Of course Labour could have chosen to play silly politics by opposing all Tory bills on principle, good or bad. But if one believes (as I do) that this particular Labour tendency is motivated more by honest conviction rather than by low politics, it's quite likely that such initiatives, originated under a Labour government, would by now be becoming embedded under a minority Tory government.

Instead, the Coalition is constantly forcing the Conservatives to negotiate formally with the Liberal Democrats rather than making deals with the Labour authoritarian tendency.

This is such a good thing.

Of course this liberal moderating influence of the Liberal Democrats is making the Conservative Party a better party than it would otherwise be. That's good for the country. Not so good for the electoral prospects of the Lib Dems in 2015. And not as good for Labour in 2015 as it could otherwise be.

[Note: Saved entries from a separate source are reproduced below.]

//! Stream compression adapter
//!
//! Wraps the compression backends used by container formats behind two
//! calls, [`inflate`] and [`deflate`]:
//! - Deflate (raw, as stored in ZIP entries)
//! - Zlib
//! - Gzip (single member)
//! - BZip2
//! - LZMA/xz (feature `lzma`)
//! - Zstandard

use std::io::{Read, Write};

use serde::{Deserialize, Serialize};
use wadforge_core::{ByteBuffer, Error, Result};

/// Compression algorithm selector
#[derive(Debug, Clone, Copy, PartialEq, Eq, Hash, Serialize, Deserialize)]
#[serde(rename_all = "snake_case")]
pub enum Codec {
    /// Raw DEFLATE stream without header
    Deflate,
    /// DEFLATE with zlib header and adler32 trailer
    Zlib,
    /// gzip member
    Gzip,
    /// bzip2 stream
    Bzip2,
    /// xz container around LZMA2
    Lzma,
    /// Zstandard frame
    Zstd,
}

impl Codec {
    /// Short lowercase name
    pub const fn name(self) -> &'static str {
        match self {
            Codec::Deflate => "deflate",
            Codec::Zlib => "zlib",
            Codec::Gzip => "gzip",
            Codec::Bzip2 => "bzip2",
            Codec::Lzma => "lzma",
            Codec::Zstd => "zstd",
        }
    }

    /// Whether this build can (de)compress the codec
    pub const fn is_available(self) -> bool {
        match self {
            Codec::Lzma => cfg!(feature = "lzma"),
            _ => true,
        }
    }
}

impl std::fmt::Display for Codec {
    fn fmt(&self, f: &mut std::fmt::Formatter<'_>) -> std::fmt::Result {
        f.write_str(self.name())
    }
}

/// Compression level, 0 (fastest) to 9 (smallest)
#[derive(Debug, Clone, Copy, PartialEq, Eq, PartialOrd, Ord, Serialize, Deserialize)]
pub struct Level(u8);

impl Level {
    pub const FASTEST: Level = Level(1);
    pub const DEFAULT: Level = Level(6);
    pub const BEST: Level = Level(9);

    /// Clamp `level` into `0..=9`
    pub const fn new(level: u8) -> Self {
        if level > 9 {
            Level(9)
        } else {
            Level(level)
        }
    }

    pub const fn value(self) -> u8 {
        self.0
    }
}

impl Default for Level {
    fn default() -> Self {
        Level::DEFAULT
    }
}

/// Decompress `input`, checking the result length against `expected` if given
///
/// Output is capped at [`ByteBuffer::MAX_SIZE`].
pub fn inflate(codec: Codec, input: &[u8], expected: Option<usize>) -> Result<Vec<u8>> {
    inflate_limited(codec, input, expected, ByteBuffer::MAX_SIZE)
}

/// Decompress with an explicit output limit
///
/// A stream that would expand past `limit` fails with `CompressionFailure`.
pub fn inflate_limited(
    codec: Codec,
    input: &[u8],
    expected: Option<usize>,
    limit: usize,
) -> Result<Vec<u8>> {
    let output = if input.is_empty() {
        Vec::new()
    } else {
        let capacity = expected.unwrap_or(input.len() * 2).min(limit);
        let mut output = Vec::with_capacity(capacity);
        let cap = limit as u64 + 1;

        let read = match codec {
            Codec::Deflate => flate2::read::DeflateDecoder::new(input)
                .take(cap)
                .read_to_end(&mut output),
            Codec::Zlib => flate2::read::ZlibDecoder::new(input)
                .take(cap)
                .read_to_end(&mut output),
            Codec::Gzip => flate2::read::GzDecoder::new(input)
                .take(cap)
                .read_to_end(&mut output),
            Codec::Bzip2 => bzip2::read::BzDecoder::new(input)
                .take(cap)
                .read_to_end(&mut output),
            Codec::Lzma => read_lzma(input, cap, &mut output),
            Codec::Zstd => zstd::stream::read::Decoder::new(input)
                .and_then(|decoder| decoder.take(cap).read_to_end(&mut output)),
        };

        read.map_err(|e| Error::compression(format!("{codec} decompression failed: {e}")))?;

        if output.len() > limit {
            return Err(Error::compression(format!(
                "{codec} stream expands past the {limit} byte limit"
            )));
        }
        output
    };

    if let Some(expected) = expected {
        if output.len() != expected {
            return Err(Error::SizeMismatch {
                expected: expected as u64,
                actual: output.len() as u64,
            });
        }
    }

    Ok(output)
}

/// Compress `input` with `codec` at `level`
pub fn deflate(codec: Codec, input: &[u8], level: Level) -> Result<Vec<u8>> {
    let fail = |e: std::io::Error| Error::compression(format!("{codec} compression failed: {e}"));
    let flate_level = flate2::Compression::new(u32::from(level.value()));

    match codec {
        Codec::Deflate => {
            let mut encoder = flate2::write::DeflateEncoder::new(Vec::new(), flate_level);
            encoder.write_all(input).map_err(fail)?;
            encoder.finish().map_err(fail)
        }
        Codec::Zlib => {
            let mut encoder = flate2::write::ZlibEncoder::new(Vec::new(), flate_level);
            encoder.write_all(input).map_err(fail)?;
            encoder.finish().map_err(fail)
        }
        Codec::Gzip => {
            let mut encoder = flate2::write::GzEncoder::new(Vec::new(), flate_level);
            encoder.write_all(input).map_err(fail)?;
            encoder.finish().map_err(fail)
        }
        Codec::Bzip2 => {
            // bzip2 block sizes run 1..=9
            let block = u32::from(level.value().max(1));
            let mut encoder =
                bzip2::write::BzEncoder::new(Vec::new(), bzip2::Compression::new(block));
            encoder.write_all(input).map_err(fail)?;
            encoder.finish().map_err(fail)
        }
        Codec::Lzma => write_lzma(input, level).map_err(fail),
        Codec::Zstd => zstd::stream::encode_all(input, i32::from(level.value())).map_err(fail),
    }
}

#[cfg(feature = "lzma")]
fn read_lzma(input: &[u8], cap: u64, output: &mut Vec<u8>) -> std::io::Result<usize> {
    xz2::read::XzDecoder::new(input).take(cap).read_to_end(output)
}

#[cfg(not(feature = "lzma"))]
fn read_lzma(_input: &[u8], _cap: u64, _output: &mut Vec<u8>) -> std::io::Result<usize> {
    Err(std::io::Error::new(
        std::io::ErrorKind::Unsupported,
        "built without the lzma feature",
    ))
}

#[cfg(feature = "lzma")]
fn write_lzma(input: &[u8], level: Level) -> std::io::Result<Vec<u8>> {
    let mut encoder = xz2::write::XzEncoder::new(Vec::new(), u32::from(level.value()));
    encoder.write_all(input)?;
    encoder.finish()
}

#[cfg(not(feature = "lzma"))]
fn write_lzma(_input: &[u8], _level: Level) -> std::io::Result<Vec<u8>> {
    Err(std::io::Error::new(
        std::io::ErrorKind::Unsupported,
        "built without the lzma feature",
    ))
}

/// Calculate CRC32 checksum
pub fn crc32(data: &[u8]) -> u32 {
    let mut hasher = crc32fast::Hasher::new();
    hasher.update(data);
    hasher.finalize()
}

/// Verify data integrity using CRC32
pub fn verify_crc32(data: &[u8], expected: u32) -> bool {
    crc32(data) == expected
}

#[cfg(test)]
mod tests {
    use super::*;

    const CODECS: [Codec; 5] = [
        Codec::Deflate,
        Codec::Zlib,
        Codec::Gzip,
        Codec::Bzip2,
        Codec::Zstd,
    ];

    fn sample() -> Vec<u8> {
        b"E1M1: Hangar. E1M2: Nuclear Plant. ".repeat(40)
    }

    #[test]
    fn test_round_trip_every_codec() {
        let data = sample();
        for codec in CODECS {
            let packed = deflate(codec, &data, Level::DEFAULT).unwrap();
            assert!(packed.len() < data.len(), "{codec} did not shrink input");
            let unpacked = inflate(codec, &packed, Some(data.len())).unwrap();
            assert_eq!(unpacked, data, "{codec}");
        }
    }

    #[test]
    fn test_zero_length_round_trip() {
        for codec in CODECS {
            let packed = deflate(codec, &[], Level::DEFAULT).unwrap();
            let unpacked = inflate(codec, &packed, Some(0)).unwrap();
            assert!(unpacked.is_empty(), "{codec}");
        }
    }

    #[test]
    fn test_empty_input_inflates_to_nothing() {
        assert!(inflate(Codec::Zlib, &[], None).unwrap().is_empty());
    }

    #[test]
    fn test_size_mismatch_reported() {
        let packed = deflate(Codec::Zlib, b"abcdef", Level::FASTEST).unwrap();
        let err = inflate(Codec::Zlib, &packed, Some(10)).unwrap_err();
        assert!(matches!(err, Error::SizeMismatch { expected: 10, actual: 6 }));
    }

    #[test]
    fn test_garbage_fails() {
        let err = inflate(Codec::Zlib, b"definitely not zlib", None).unwrap_err();
        assert!(matches!(err, Error::CompressionFailure { .. }));
    }

    #[test]
    fn test_limit_enforced() {
        let data = vec![0u8; 4096];
        let packed = deflate(Codec::Deflate, &data, Level::BEST).unwrap();
        let err = inflate_limited(Codec::Deflate, &packed, None, 1024).unwrap_err();
        assert!(matches!(err, Error::CompressionFailure { .. }));
    }

    #[test]
    fn test_level_clamped() {
        assert_eq!(Level::new(42).value(), 9);
        assert_eq!(Level::default(), Level::DEFAULT);
    }

    #[cfg(feature = "lzma")]
    #[test]
    fn test_lzma_round_trip() {
        let data = sample();
        let packed = deflate(Codec::Lzma, &data, Level::DEFAULT).unwrap();
        assert_eq!(inflate(Codec::Lzma, &packed, None).unwrap(), data);
    }

    #[cfg(not(feature = "lzma"))]
    #[test]
    fn test_lzma_unavailable() {
        assert!(!Codec::Lzma.is_available());
        assert!(deflate(Codec::Lzma, b"x", Level::DEFAULT).is_err());
    }

    #[test]
    fn test_crc32() {
        assert_eq!(crc32(b"123456789"), 0xCBF4_3926);
        assert!(verify_crc32(b"", 0));
    }
}
//! Canonical image model and the built-in image codecs
//!
//! Every codec decodes into [`Image`] and encodes from it. Three pixel
//! layouts exist:
//! - `Paletted`: one palette index per pixel, with an optional mask
//!   (0 = transparent, anything else = opaque)
//! - `Rgba`: four bytes per pixel, alpha last
//! - `AlphaMap`: one coverage byte per pixel
//!
//! Conversions between them live in [`convert`] and are always explicit.

pub mod convert;
mod dds;
mod doom_gfx;
mod flat;
mod imgz;
mod palette;
mod pcx;
mod planar;
mod png;
mod posts;
mod quake;

use std::sync::Arc;

use serde::{Deserialize, Serialize};
use wadforge_core::{ByteBuffer, Error, Result};

pub use dds::DdsCodec;
pub use doom_gfx::{DoomAlphaCodec, DoomGfxCodec};
pub use flat::{FlatCodec, FLAT_SIZES};
pub use imgz::ImgzCodec;
pub use palette::{Color, Palette, PALETTE_BYTES};
pub use pcx::PcxCodec;
pub use planar::PlanarCodec;
pub use png::PngCodec;
pub use quake::{QuakeGfxCodec, QuakeMipCodec};

use crate::traits::ImageCodec;

/// Pixel layout of an [`Image`]
#[derive(Debug, Clone, Copy, PartialEq, Eq, Hash, Serialize, Deserialize)]
#[serde(rename_all = "snake_case")]
pub enum PixelFormat {
    Paletted,
    Rgba,
    AlphaMap,
}

impl PixelFormat {
    /// Bytes per pixel in `Image::pixels`
    pub const fn bytes_per_pixel(self) -> usize {
        match self {
            PixelFormat::Rgba => 4,
            PixelFormat::Paletted | PixelFormat::AlphaMap => 1,
        }
    }
}

impl std::fmt::Display for PixelFormat {
    fn fmt(&self, f: &mut std::fmt::Formatter<'_>) -> std::fmt::Result {
        f.write_str(match self {
            PixelFormat::Paletted => "paletted",
            PixelFormat::Rgba => "rgba",
            PixelFormat::AlphaMap => "alpha map",
        })
    }
}

/// Where an image's transparency comes from
#[derive(Debug, Clone, Copy, Default, PartialEq, Eq, Serialize, Deserialize)]
#[serde(rename_all = "snake_case")]
pub enum TransparencySource {
    /// Fully opaque
    #[default]
    Opaque,
    /// Per-pixel mask alongside paletted pixels
    Mask,
    /// Alpha byte of each RGBA pixel
    AlphaChannel,
    /// Coverage values of an alpha map
    Coverage,
}

/// Header-level facts about an encoded image
#[derive(Debug, Clone, Copy, PartialEq, Eq, Serialize)]
pub struct ImageInfo {
    pub width: u32,
    pub height: u32,
    pub format: PixelFormat,
    pub offset_x: i32,
    pub offset_y: i32,
}

/// A decoded image
#[derive(Debug, Clone, PartialEq)]
pub struct Image {
    width: u32,
    height: u32,
    format: PixelFormat,
    pixels: ByteBuffer,
    mask: Option<ByteBuffer>,
    palette: Option<Arc<Palette>>,
    pub offset_x: i32,
    pub offset_y: i32,
    transparency: TransparencySource,
}

fn pixel_count(width: u32, height: u32) -> Result<usize> {
    (width as usize)
        .checked_mul(height as usize)
        .filter(|&n| n <= ByteBuffer::MAX_SIZE / 4)
        .ok_or_else(|| Error::invalid_operation(format!("image size {width}x{height} is too large")))
}

fn check_len(what: &str, actual: usize, expected: usize) -> Result<()> {
    if actual != expected {
        return Err(Error::invalid_operation(format!(
            "{what} holds {actual} bytes, expected {expected}"
        )));
    }
    Ok(())
}

impl Image {
    /// Paletted image; `mask` marks opaque pixels with non-zero bytes
    pub fn paletted(
        width: u32,
        height: u32,
        pixels: Vec<u8>,
        mask: Option<Vec<u8>>,
        palette: Option<Arc<Palette>>,
    ) -> Result<Self> {
        let count = pixel_count(width, height)?;
        check_len("pixel data", pixels.len(), count)?;
        if let Some(mask) = &mask {
            check_len("mask", mask.len(), count)?;
        }
        let transparency = if mask.is_some() {
            TransparencySource::Mask
        } else {
            TransparencySource::Opaque
        };
        Ok(Self {
            width,
            height,
            format: PixelFormat::Paletted,
            pixels: ByteBuffer::from_vec(pixels),
            mask: mask.map(ByteBuffer::from_vec),
            palette,
            offset_x: 0,
            offset_y: 0,
            transparency,
        })
    }

    /// RGBA image, four bytes per pixel
    pub fn rgba(width: u32, height: u32, pixels: Vec<u8>) -> Result<Self> {
        let count = pixel_count(width, height)?;
        check_len("pixel data", pixels.len(), count * 4)?;
        Ok(Self {
            width,
            height,
            format: PixelFormat::Rgba,
            pixels: ByteBuffer::from_vec(pixels),
            mask: None,
            palette: None,
            offset_x: 0,
            offset_y: 0,
            transparency: TransparencySource::AlphaChannel,
        })
    }

    /// Alpha map, one coverage byte per pixel
    pub fn alpha_map(width: u32, height: u32, pixels: Vec<u8>) -> Result<Self> {
        let count = pixel_count(width, height)?;
        check_len("pixel data", pixels.len(), count)?;
        Ok(Self {
            width,
            height,
            format: PixelFormat::AlphaMap,
            pixels: ByteBuffer::from_vec(pixels),
            mask: None,
            palette: None,
            offset_x: 0,
            offset_y: 0,
            transparency: TransparencySource::Coverage,
        })
    }

    pub fn with_offsets(mut self, x: i32, y: i32) -> Self {
        self.offset_x = x;
        self.offset_y = y;
        self
    }

    pub fn width(&self) -> u32 {
        self.width
    }

    pub fn height(&self) -> u32 {
        self.height
    }

    pub fn format(&self) -> PixelFormat {
        self.format
    }

    pub fn transparency(&self) -> TransparencySource {
        self.transparency
    }

    pub fn pixel_count(&self) -> usize {
        self.width as usize * self.height as usize
    }

    pub fn pixels(&self) -> &[u8] {
        self.pixels.as_slice()
    }

    pub fn mask(&self) -> Option<&[u8]> {
        self.mask.as_ref().map(ByteBuffer::as_slice)
    }

    pub fn palette(&self) -> Option<&Arc<Palette>> {
        self.palette.as_ref()
    }

    /// Attach or replace the palette; ignored by non-paletted images
    pub fn set_palette(&mut self, palette: Option<Arc<Palette>>) {
        if self.format == PixelFormat::Paletted {
            self.palette = palette;
        }
    }

    /// Whether pixel `index` is drawn
    pub fn is_opaque(&self, index: usize) -> bool {
        match self.format {
            PixelFormat::Paletted => self.mask().map_or(true, |mask| mask.get(index).is_some_and(|&m| m != 0)),
            PixelFormat::Rgba => self.pixels().get(index * 4 + 3).is_some_and(|&a| a != 0),
            PixelFormat::AlphaMap => self.pixels().get(index).is_some_and(|&a| a != 0),
        }
    }

    /// Header facts of this image
    pub fn info(&self) -> ImageInfo {
        ImageInfo {
            width: self.width,
            height: self.height,
            format: self.format,
            offset_x: self.offset_x,
            offset_y: self.offset_y,
        }
    }
}

/// The built-in image codecs in registration order
///
/// Exact formats come first; heuristic layouts follow, strongest first, so
/// that raw flats are only chosen when nothing else fits.
pub fn builtin_codecs() -> Vec<Arc<dyn ImageCodec>> {
    vec![
        Arc::new(PngCodec),
        Arc::new(ImgzCodec),
        Arc::new(DdsCodec),
        Arc::new(PcxCodec),
        Arc::new(DoomGfxCodec),
        Arc::new(QuakeMipCodec),
        Arc::new(DoomAlphaCodec),
        Arc::new(QuakeGfxCodec),
        Arc::new(PlanarCodec),
        Arc::new(FlatCodec),
    ]
}
use std::fmt;
use std::path::{Path, PathBuf};
use std::str::FromStr;

use aula_core::models::plan::{LessonPlan, LessonPlanResponse};
use serde::{Deserialize, Serialize};
use tracing::info;

use crate::docx::generate_docx;
use crate::error::ExportError;
use crate::naming::export_file_name;
use crate::render::render_plan;
use crate::styles::DocumentStyles;
use crate::text::plain_text_summary;

#[derive(Debug, Clone, Copy, PartialEq, Eq, Serialize, Deserialize)]
#[serde(rename_all = "snake_case")]
pub enum ExportFormat {
    Text,
    Markdown,
    Docx,
    Json,
}

impl ExportFormat {
    pub fn extension(&self) -> &'static str {
        match self {
            ExportFormat::Text => "txt",
            ExportFormat::Markdown => "md",
            ExportFormat::Docx => "docx",
            ExportFormat::Json => "json",
        }
    }
}

impl fmt::Display for ExportFormat {
    fn fmt(&self, f: &mut fmt::Formatter<'_>) -> fmt::Result {
        f.write_str(match self {
            ExportFormat::Text => "text",
            ExportFormat::Markdown => "markdown",
            ExportFormat::Docx => "docx",
            ExportFormat::Json => "json",
        })
    }
}

impl FromStr for ExportFormat {
    type Err = String;

    fn from_str(s: &str) -> Result<Self, Self::Err> {
        match s.to_ascii_lowercase().as_str() {
            "text" | "txt" => Ok(ExportFormat::Text),
            "markdown" | "md" => Ok(ExportFormat::Markdown),
            "docx" => Ok(ExportFormat::Docx),
            "json" => Ok(ExportFormat::Json),
            other => Err(format!("unsupported export format: {other}")),
        }
    }
}

/// An exported file, not yet written anywhere.
#[derive(Debug, Clone)]
pub struct ExportArtifact {
    pub file_name: String,
    pub format: ExportFormat,
    pub bytes: Vec<u8>,
}

/// Produce the bytes of `plan` in the requested format.
pub fn export(
    plan: &LessonPlan,
    format: ExportFormat,
    styles: &DocumentStyles,
) -> Result<ExportArtifact, ExportError> {
    let bytes = match format {
        ExportFormat::Text => plain_text_summary(plan).into_bytes(),
        ExportFormat::Markdown => render_plan(plan)?.into_bytes(),
        ExportFormat::Docx => generate_docx(&render_plan(plan)?, styles)?,
        ExportFormat::Json => serde_json::to_vec_pretty(&LessonPlanResponse {
            lesson_plan: plan.clone(),
        })?,
    };

    Ok(ExportArtifact {
        file_name: export_file_name(&plan.title, format.extension()),
        format,
        bytes,
    })
}

/// Write an artifact into `dir`, returning the full path.
///
/// No cleanup is attempted if the write fails part-way.
pub fn write_artifact(dir: &Path, artifact: &ExportArtifact) -> Result<PathBuf, ExportError> {
    std::fs::create_dir_all(dir)?;
    let path = dir.join(&artifact.file_name);
    std::fs::write(&path, &artifact.bytes)?;

    info!(
        path = %path.display(),
        format = %artifact.format,
        bytes = artifact.bytes.len(),
        "export written"
    );
    Ok(path)
}
//! aula-core
//!
//! Pure domain types for lesson-plan generation: the request record, the
//! form catalog, reference datasets, the Plan Document and its response
//! schema. No network dependency.

pub mod error;
pub mod models;
pub mod plan;
pub mod schema;
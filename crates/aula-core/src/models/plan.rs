use serde::{Deserialize, Serialize};
use ts_rs::TS;

/// Top-level envelope returned by structured generation.
#[derive(Debug, Clone, PartialEq, Serialize, Deserialize, TS)]
#[ts(export)]
pub struct LessonPlanResponse {
    pub lesson_plan: LessonPlan,
}

/// The Plan Document. Every field is addressable by name in a Tera template.
#[derive(Debug, Clone, PartialEq, Serialize, Deserialize, TS)]
#[ts(export)]
pub struct LessonPlan {
    // Identifying
    pub title: String,
    pub curricular_component: String,
    pub subject: String,
    pub grade: String,
    pub knowledge_objects: Vec<String>,
    pub total_duration_min: u32,
    pub lesson_count: u32,

    // Curriculum grounding
    pub specific_competency: CodedItem,
    pub skills: Vec<CodedItem>,
    pub learning_objectives: Vec<String>,
    #[serde(default)]
    pub descriptors: Vec<CodedItem>,

    // Classroom
    pub methodology: Vec<MethodologyStage>,
    pub support_materials: Vec<SupportMaterial>,
    pub evaluation: EvaluationStrategy,
    #[serde(default, skip_serializing_if = "Option::is_none")]
    pub remediation_activities: Option<Vec<String>>,
    pub accessibility_adaptations: Vec<String>,
    pub notes: String,

    // Reserved, never filled in by Aula itself
    #[serde(default, skip_serializing_if = "Option::is_none")]
    pub export_formats: Option<Vec<String>>,
    #[serde(default, skip_serializing_if = "Option::is_none")]
    pub validation_hash: Option<String>,
}

impl LessonPlan {
    /// Sum of the per-stage durations.
    ///
    /// Not required to match `total_duration_min`; callers that care can
    /// compare the two themselves.
    pub fn methodology_minutes(&self) -> u32 {
        self.methodology.iter().map(|s| s.duration_min).sum()
    }
}

/// A curriculum code paired with its description (competency, skill, descriptor).
#[derive(Debug, Clone, PartialEq, Serialize, Deserialize, TS)]
#[ts(export)]
pub struct CodedItem {
    pub code: String,
    pub text: String,
}

#[derive(Debug, Clone, PartialEq, Serialize, Deserialize, TS)]
#[ts(export)]
pub struct MethodologyStage {
    pub stage: String,
    pub duration_min: u32,
    pub activities: Vec<String>,
    pub resources: Vec<String>,
}

#[derive(Debug, Clone, PartialEq, Serialize, Deserialize, TS)]
#[ts(export)]
pub struct SupportMaterial {
    pub kind: String,
    pub title: String,
    pub link: String,
}

#[derive(Debug, Clone, PartialEq, Serialize, Deserialize, TS)]
#[ts(export)]
pub struct EvaluationStrategy {
    pub criteria: Vec<String>,
    pub instruments: Vec<String>,
    #[serde(default, skip_serializing_if = "Option::is_none")]
    pub weights: Option<EvaluationWeights>,
}

#[derive(Debug, Clone, Copy, PartialEq, Serialize, Deserialize, TS)]
#[ts(export)]
pub struct EvaluationWeights {
    pub test: f64,
    pub activity: f64,
    pub participation: f64,
}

No wonder Coalition upsets the tribalists.

But what are the limits of this? Should, for example, the Social Democrat Party of Germany have joined a Coalition with Hitler in the 1930s, to act as a "moderating influence"? No, obviously not.

So there are bound to be circumstances in which a shared programme for Government, mutual trust and effective inter-party communication are impossible to develop. Labour wasn't ready for Coalition in 2010, for instance. But provided the conditions are propitious, Coalitions can help minimise the chances of parties energetically pursuing sudden and under-considered brainwaves.

Coalition with the Devil? No. But Coalition with Occasionally Redeemable Sinners - that'll do me.